The most current example of the stench of corruption, its weight and wrongs, was captioned on the front page of our Sunday edition: “More than $300M worth in fuel stolen in GDF/GuyOil racket …no charges laid one year later” -KN August 14). Clearly, it pays to steal in Guyana, and the more that is stolen, the more is gotten away with by thieves and fraudsters. GY$300M is a considerable amount of fuel stolen, as internal audits found, and which also had to occur over a period of years. The mystery is that nobody has been charged, dragged before the courts, and doing a long stretch of prison time.
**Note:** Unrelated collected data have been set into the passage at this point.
//! Log setup from the configuration surface
//!
//! Maps the config's `log_file` / `log_level` pair onto a
//! `tracing-subscriber` installation. Logging is disabled when either
//! value is empty, mirroring the host middleware this crate grew out of.

use std::fs::OpenOptions;
use std::sync::Arc;

use tracing::Level;
use tracing_subscriber::fmt;

use crate::config::PathConfig;
use crate::error::{EsiError, Result};

/// Install the global subscriber for a path scope's log settings.
///
/// `log_level` accepts `debug`, `info` and `fatal` (mapped to error);
/// `log_file` accepts `stderr`, `stdout` or a file path opened in append
/// mode. An unopenable file is `Fatal`. Installing twice is harmless: the
/// first subscriber wins, matching process-wide logging semantics.
pub fn setup(config: &PathConfig) -> Result<()> {
    let level = match config.log_level.as_str() {
        "debug" => Level::DEBUG,
        "info" => Level::INFO,
        "fatal" => Level::ERROR,
        _ => return Ok(()), // logging disabled
    };

    match config.log_file.as_str() {
        "" => Ok(()), // logging disabled
        "stderr" => {
            let _ = fmt()
                .with_max_level(level)
                .with_target(false)
                .with_writer(std::io::stderr)
                .try_init();
            Ok(())
        }
        "stdout" => {
            let _ = fmt()
                .with_max_level(level)
                .with_target(false)
                .with_writer(std::io::stdout)
                .try_init();
            Ok(())
        }
        path => {
            let file = OpenOptions::new()
                .create(true)
                .append(true)
                .open(path)
                .map_err(|e| {
                    EsiError::Fatal(format!("cannot open log file {:?}: {}", path, e))
                })?;
            let _ = fmt()
                .with_max_level(level)
                .with_target(false)
                .with_ansi(false)
                .with_writer(Arc::new(file))
                .try_init();
            Ok(())
        }
    }
}

#[cfg(test)]
mod tests {
    use super::*;

    #[test]
    fn test_disabled_when_unset() {
        let config = PathConfig::default();
        assert!(setup(&config).is_ok());
    }

    #[test]
    fn test_unopenable_log_file_is_fatal() {
        let config = PathConfig {
            log_file: "/definitely/not/a/dir/esi.log".into(),
            log_level: "debug".into(),
            ..PathConfig::default()
        };
        assert!(setup(&config).unwrap_err().is_fatal());
    }

    #[test]
    fn test_stderr_setup_is_idempotent() {
        let config = PathConfig {
            log_file: "stderr".into(),
            log_level: "info".into(),
            ..PathConfig::default()
        };
        assert!(setup(&config).is_ok());
        assert!(setup(&config).is_ok());
    }
}
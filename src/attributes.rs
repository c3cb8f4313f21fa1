//! Attribute splitter
//!
//! Splits the raw byte blob of one include marker (`include src="..."
//! timeout="5ms" ...`) into a flat `[key, value, key, value, ...]` list.
//! Values keep their inner whitespace, quotes balance across single and
//! double quotation marks, and `{{ ... }}` template expressions inside a
//! quoted value pass through verbatim, inner quotes included.

use crate::error::{EsiError, Result};

/// Split a raw attribute blob into an even-length `[k, v, k, v, ...]` list.
///
/// The first token (the `include` word) is consumed and discarded. Keys and
/// values separate on unquoted whitespace and `=`. Each value longer than
/// two characters loses its first and last character (the quotation marks)
/// and is then trimmed. An odd number of remaining tokens means the quoting
/// is unbalanced and yields `NotValid`.
///
/// Empty or whitespace-only input yields an empty list, not an error.
pub fn split_attributes(raw: &str) -> Result<Vec<String>> {
    let mut fields = fields_outside_quotes(raw);
    if fields.is_empty() {
        return Ok(Vec::new());
    }

    // The first field is the `include` word.
    fields.remove(0);
    if fields.len() % 2 == 1 {
        return Err(EsiError::NotValid(format!(
            "imbalanced attributes in {:?}",
            raw
        )));
    }

    for value in fields.iter_mut().skip(1).step_by(2) {
        if value.chars().count() > 2 {
            let mut chars = value.chars();
            chars.next();
            chars.next_back();
            *value = chars.as_str().to_owned();
        }
        *value = value.trim().to_owned();
    }

    Ok(fields)
}

/// Split on whitespace and `=` that lie outside single or double quotes.
/// The quote characters themselves stay part of their field.
fn fields_outside_quotes(raw: &str) -> Vec<String> {
    let mut fields = Vec::new();
    let mut current = String::new();
    let mut last_quote: Option<char> = None;

    for c in raw.chars() {
        let is_separator = match last_quote {
            Some(q) if c == q => {
                last_quote = None;
                false
            }
            Some(_) => false,
            None => {
                if c == '"' || c == '\'' {
                    last_quote = Some(c);
                    false
                } else {
                    c.is_whitespace() || c == '='
                }
            }
        };

        if is_separator {
            if !current.is_empty() {
                fields.push(std::mem::take(&mut current));
            }
        } else {
            current.push(c);
        }
    }
    if !current.is_empty() {
        fields.push(current);
    }
    fields
}
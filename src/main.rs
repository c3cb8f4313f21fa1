//! Demo driver for the ESI middleware core
//!
//! Loads a configuration file, builds a processor with the default
//! backend factories and runs one HTML file through the pipeline:
//!
//! ```bash
//! cargo run -- esi_stitch.yaml page.html
//! ```

use std::env;
use std::io::Write;
use std::sync::Arc;

use esi_stitch::{backend, logging, CancelSignal, EsiConfig, EsiProcessor, RequestSnapshot};
use tracing::{error, info};

#[tokio::main]
async fn main() {
    let mut args = env::args().skip(1);
    let config_path = args.next().unwrap_or_else(|| "esi_stitch.yaml".to_string());
    let page_path = args.next();

    let config = match EsiConfig::from_file(&config_path) {
        Ok(config) => config,
        Err(e) => {
            eprintln!("failed to load configuration {:?}: {}", config_path, e);
            std::process::exit(1);
        }
    };
    if let Some(first) = config.paths.first() {
        if let Err(e) = logging::setup(first) {
            eprintln!("failed to set up logging: {}", e);
            std::process::exit(1);
        }
    }

    let registry = match backend::default_registry() {
        Ok(registry) => Arc::new(registry),
        Err(e) => {
            eprintln!("failed to build backend registry: {}", e);
            std::process::exit(1);
        }
    };
    let processor = match EsiProcessor::from_config(&config, registry) {
        Ok(processor) => processor,
        Err(e) => {
            eprintln!("failed to build processor: {}", e);
            std::process::exit(1);
        }
    };
    info!(scopes = config.paths.len(), "processor ready");

    let Some(page_path) = page_path else {
        info!("no page given; configuration is valid, exiting");
        return;
    };
    let body = match std::fs::read(&page_path) {
        Ok(body) => body,
        Err(e) => {
            eprintln!("cannot read page {:?}: {}", page_path, e);
            std::process::exit(1);
        }
    };

    let snapshot = RequestSnapshot::get(&format!("http://localhost/{}", page_path));
    let mut sink = Vec::new();
    match processor
        .process(&snapshot, &body, &mut sink, &CancelSignal::never())
        .await
    {
        Ok(outcome) => {
            info!(
                transformed = outcome.transformed,
                bytes = outcome.bytes_written,
                failed_entities = outcome.failed_entities,
                "processed page"
            );
            let mut stdout = std::io::stdout().lock();
            let _ = stdout.write_all(&sink);
        }
        Err(e) => {
            error!(error = %e, "processing failed, emitting original body");
            let mut stdout = std::io::stdout().lock();
            let _ = stdout.write_all(&body);
        }
    }

    if let Err(e) = processor.close().await {
        error!(error = %e, "handler shutdown reported an error");
    }
}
The GDF and GuyOil are not corner cake-shops, selling a few sweets and bags of tennis rolls, but two national institutions of size. The GDF has considerable numbers, and GuyOil has a presence in most places in this country. They have systems and policies and standard operating procedures (or they should have), and they have some skilled people at both national concerns. Yet nobody knows anything about $300M in stolen fuel, or at least one manager or worker or director saying something to that effect in public. Confidentiality aside, and whistleblower protections properly considered and weighed by those thinking of taking such a fateful step, there should be more employees at different levels in those national entities, who know something, stand for something, and have the courage and integrity to say something. For sure, there may be fear of offending the powerful by talking out of turn, but silence is also contributing to the corruption cancer that is eating away at the fabric of Guyana.
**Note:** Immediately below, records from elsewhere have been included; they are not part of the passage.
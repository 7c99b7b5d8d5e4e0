//! Retention policy for backup history
//!
//! Decides which backups to evict, strictly oldest first, so that the
//! history fits the count ceiling and, where possible, the size ceiling.

use crate::config::settings::{BackupConfig, MAX_TOTAL_SIZE_BYTES};

use super::record::BackupRecord;

/// Count and size limits applied after every backup
#[derive(Debug, Clone, Copy, PartialEq, Eq)]
pub struct RetentionPolicy {
    /// Maximum number of retained backups
    pub max_backups: usize,
    /// Maximum cumulative size of retained backups
    pub max_total_size: u64,
}

impl RetentionPolicy {
    /// Build the policy from a (clamped) configuration
    pub fn from_config(config: &BackupConfig, max_total_size: u64) -> Self {
        Self {
            max_backups: config.clamped().max_backups as usize,
            max_total_size,
        }
    }

    /// Ids to evict, oldest first
    ///
    /// `history` need not be sorted. Records are dropped until at most
    /// `max_backups` remain; then, while more than one record remains and the
    /// total still exceeds `max_total_size`, the oldest is dropped. The newest
    /// record is never evicted for size.
    pub fn evictions(&self, history: &[BackupRecord]) -> Vec<String> {
        let mut ordered: Vec<&BackupRecord> = history.iter().collect();
        ordered.sort_by_key(|r| r.timestamp);

        let mut remaining_len = ordered.len();
        let mut remaining_size: u64 = ordered.iter().map(|r| r.size).sum();
        let mut evicted = Vec::new();

        for record in ordered {
            let over_count = remaining_len > self.max_backups.max(1);
            let over_size = remaining_len > 1 && remaining_size > self.max_total_size;
            if !over_count && !over_size {
                break;
            }
            evicted.push(record.id.clone());
            remaining_len -= 1;
            remaining_size -= record.size;
        }

        evicted
    }
}

impl Default for RetentionPolicy {
    fn default() -> Self {
        Self::from_config(&BackupConfig::default(), MAX_TOTAL_SIZE_BYTES)
    }
}

#[cfg(test)]
mod tests {
    use super::*;

    fn record(id: &str, timestamp: i64, size: u64) -> BackupRecord {
        BackupRecord {
            id: id.to_string(),
            timestamp,
            file_name: format!("{}.json", id),
            size,
            session_count: 0,
            message_count: 0,
        }
    }

    fn policy(max_backups: usize, max_total_size: u64) -> RetentionPolicy {
        RetentionPolicy {
            max_backups,
            max_total_size,
        }
    }

    #[test]
    fn test_within_limits_evicts_nothing() {
        let history = vec![record("a", 1, 10), record("b", 2, 10)];
        assert!(policy(2, 100).evictions(&history).is_empty());
        assert!(policy(2, 100).evictions(&[]).is_empty());
    }

    #[test]
    fn test_count_evicts_oldest_first() {
        let history = vec![
            record("c", 3, 10),
            record("a", 1, 10),
            record("d", 4, 10),
            record("b", 2, 10),
        ];

        assert_eq!(policy(2, u64::MAX).evictions(&history), vec!["a", "b"]);
        assert_eq!(policy(3, u64::MAX).evictions(&history), vec!["a"]);
    }

    #[test]
    fn test_zero_max_backups_keeps_one() {
        let history = vec![record("a", 1, 10), record("b", 2, 10)];
        assert_eq!(policy(0, u64::MAX).evictions(&history), vec!["a"]);
    }

    #[test]
    fn test_size_evicts_but_keeps_newest() {
        let history = vec![record("a", 1, 60), record("b", 2, 60), record("c", 3, 60)];
        assert_eq!(policy(10, 100).evictions(&history), vec!["a", "b"]);

        let oversized = vec![record("big", 1, 500)];
        assert!(policy(10, 100).evictions(&oversized).is_empty());
    }

    #[test]
    fn test_from_config_clamps() {
        let config = BackupConfig {
            max_backups: 0,
            ..BackupConfig::default()
        };
        assert_eq!(RetentionPolicy::from_config(&config, 1).max_backups, 1);
        assert_eq!(RetentionPolicy::default().max_backups, 10);
    }
}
One person did face the public and addressed the corruption that was found in the GDF/GuyOil fuel racket. It is no ordinary citizen, but the most highly ranked one in the person of the Vice President of Guyana, Bharat Jagdeo. Though he struggles with his own troubles with claims of corruption, whatever he says has muscle, and must be listened to, if only to get a sense of the direction in which the wind is blowing. According to Vice President Jagdeo, it is a billion dollars of fuel that has been stolen, and it could have been going on for five years, if not much longer. A fuel fraud of this magnitude is going on for years, and all that Guyanese do, from top to bottom, is talk about it and complain about it, and that is the apparent end of the matter, the concern.
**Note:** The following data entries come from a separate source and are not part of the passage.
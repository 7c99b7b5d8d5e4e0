//! Key-value backed backup storage
//!
//! Backups are entries keyed `autobackup-<id>` in a small embedded store.
//! The store is one JSON map document rewritten atomically on every change,
//! or kept purely in memory when opened with [`KeyValueBackend::in_memory`].

use std::collections::BTreeMap;
use std::path::PathBuf;

use async_trait::async_trait;
use tokio::sync::Mutex;

use crate::backup::BackupRecord;
use crate::error::{BackupError, BackupResult};

use super::file_io::{read_json, write_json_atomic};
use super::{BackendKind, StorageBackend};

/// Prefix of every backup key
pub const KEY_PREFIX: &str = "autobackup-";

type Entries = BTreeMap<String, String>;

/// Stores backups as entries in an embedded key-value store
#[derive(Debug)]
pub struct KeyValueBackend {
    /// Store document; `None` keeps entries in memory only
    path: Option<PathBuf>,
    /// Loaded lazily on first use
    entries: Mutex<Option<Entries>>,
}

impl KeyValueBackend {
    /// Open (lazily) the store document at `path`
    pub fn open(path: PathBuf) -> Self {
        Self {
            path: Some(path),
            entries: Mutex::new(None),
        }
    }

    /// A store that lives only as long as this value
    pub fn in_memory() -> Self {
        Self {
            path: None,
            entries: Mutex::new(Some(Entries::new())),
        }
    }

    async fn load(&self, slot: &mut Option<Entries>) -> BackupResult<()> {
        if slot.is_some() {
            return Ok(());
        }
        let entries = match &self.path {
            Some(path) => {
                let path = path.clone();
                tokio::task::spawn_blocking(move || read_json::<Entries, _>(path))
                    .await
                    .map_err(|e| BackupError::Storage(format!("Key-value load task failed: {}", e)))??
            }
            None => Entries::new(),
        };
        *slot = Some(entries);
        Ok(())
    }

    async fn persist(&self, entries: &Entries) -> BackupResult<()> {
        let Some(path) = self.path.clone() else {
            return Ok(());
        };
        let snapshot = entries.clone();
        tokio::task::spawn_blocking(move || write_json_atomic(path, &snapshot))
            .await
            .map_err(|e| BackupError::Storage(format!("Key-value save task failed: {}", e)))?
    }
}

#[async_trait]
impl StorageBackend for KeyValueBackend {
    fn kind(&self) -> BackendKind {
        BackendKind::KeyValue
    }

    fn location(&self) -> String {
        match &self.path {
            Some(path) => path.display().to_string(),
            None => "memory".to_string(),
        }
    }

    fn key_for(&self, record: &BackupRecord) -> String {
        format!("{}{}", KEY_PREFIX, record.id)
    }

    async fn ensure_container(&self) -> BackupResult<()> {
        let mut slot = self.entries.lock().await;
        self.load(&mut slot).await
    }

    async fn write(&self, key: &str, content: &str) -> BackupResult<()> {
        let mut slot = self.entries.lock().await;
        self.load(&mut slot).await?;
        let Some(entries) = slot.as_mut() else {
            return Err(BackupError::Storage("Key-value store not loaded".into()));
        };

        let previous = entries.insert(key.to_string(), content.to_string());
        if let Err(e) = self.persist(entries).await {
            match previous {
                Some(old) => entries.insert(key.to_string(), old),
                None => entries.remove(key),
            };
            return Err(e);
        }
        Ok(())
    }

    async fn read(&self, key: &str) -> BackupResult<String> {
        let mut slot = self.entries.lock().await;
        self.load(&mut slot).await?;
        slot.as_ref()
            .and_then(|entries| entries.get(key).cloned())
            .ok_or_else(|| BackupError::backup_not_found(key))
    }

    async fn delete(&self, key: &str) -> BackupResult<()> {
        let mut slot = self.entries.lock().await;
        self.load(&mut slot).await?;
        let Some(entries) = slot.as_mut() else {
            return Err(BackupError::Storage("Key-value store not loaded".into()));
        };

        let Some(old) = entries.remove(key) else {
            return Err(BackupError::backup_not_found(key));
        };
        if let Err(e) = self.persist(entries).await {
            entries.insert(key.to_string(), old);
            return Err(e);
        }
        Ok(())
    }

    async fn list(&self) -> BackupResult<Vec<String>> {
        let mut slot = self.entries.lock().await;
        self.load(&mut slot).await?;
        Ok(slot
            .as_ref()
            .map(|entries| {
                entries
                    .keys()
                    .filter(|k| k.starts_with(KEY_PREFIX))
                    .cloned()
                    .collect()
            })
            .unwrap_or_default())
    }
}
//! Automatic backup engine
//!
//! Decides when a backup is due, stores snapshots through a pluggable
//! storage backend, enforces retention, and restores or exports any retained
//! backup.
//!
//! # Architecture
//!
//! - `fingerprint`: cheap change detection over exported state
//! - `record`: `BackupRecord` and backup file naming
//! - `retention`: oldest-first eviction for the count and size ceilings
//! - `store`: `BackupStore`, the orchestrator owning settings and history
//! - `scheduler`: `BackupScheduler`, the periodic background task
//!
//! # Backup Format
//!
//! Each backup is the full serialized application state, a JSON object
//! with three required sections:
//! - `chat-next-web-store`: sessions and messages
//! - `app-config`: application configuration
//! - `access-control`: access settings and credentials
//!
//! File-backed backups are named
//! `AutoBackup-<ISO timestamp with ':' and '.' as '_'>-<id>.json`.
//!
//! # Retention Policy
//!
//! After every backup the oldest backups are evicted until at most
//! `max_backups` remain (1 to 50, default 10). New backups are skipped while
//! retained backups exceed 100 MiB.
//!
//! # Example
//!
//! ```rust,ignore
//! use std::sync::Arc;
//! use autobackup::app_state::JsonFileAppState;
//! use autobackup::backup::{BackupScheduler, BackupStore};
//! use autobackup::config::{BackupDocument, BackupPaths};
//! use autobackup::storage::{select_backend, HostEnvironment};
//!
//! let paths = BackupPaths::new()?;
//! let document = BackupDocument::load_or_create(&paths.settings_file())?;
//! let backend = select_backend(HostEnvironment::detect(), &document.config, &paths);
//! let app = Arc::new(JsonFileAppState::new(paths.app_state_file()));
//!
//! let store = Arc::new(
//!     BackupStore::new(backend, app.clone(), app, document)
//!         .with_persistence(paths.settings_file()),
//! );
//! let handle = BackupScheduler::new(store.clone()).spawn(shutdown.clone());
//!
//! // Later, restore the most recent backup
//! if let Some(latest) = store.latest_backup().await {
//!     store.restore_backup(&latest.id).await?;
//! }
//! ```

pub mod fingerprint;
pub mod record;
pub mod retention;
pub mod scheduler;
pub mod store;

pub use fingerprint::fingerprint;
pub use record::BackupRecord;
pub use retention::RetentionPolicy;
pub use scheduler::{BackupScheduler, TickOutcome};
pub use store::{
    BackupDecision, BackupEvent, BackupStatus, BackupStore, ExportedBackup, RestoreOutcome,
    RunOutcome,
};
We say this because it is a year later, and nobody has been charged, nobody is in jail. We have all these audit findings, all these speeches from political leaders (the Vice President is not the only one), and all we have is emptiness afterwards. It is our understanding that the Guyana Police Force has been handed the files and the rest, but after that, there has been nothing but thin air. This is how corruption festers and grows from strength to strength. The issue of concern is who is really about truth, integrity, and getting to the bottom of massive corruptions, so that the Guyanese people can get some justice for their tax dollars stolen. Plenty is not adding up, too many worry, because there are doubts about which leader, which watchdog institution, which tribunal of correction is genuine about cleaning up corruption in this country. When anyone can find them, please let us know, for we will be glad to share with other Guyanese horrified by what we live with, pay for in blood.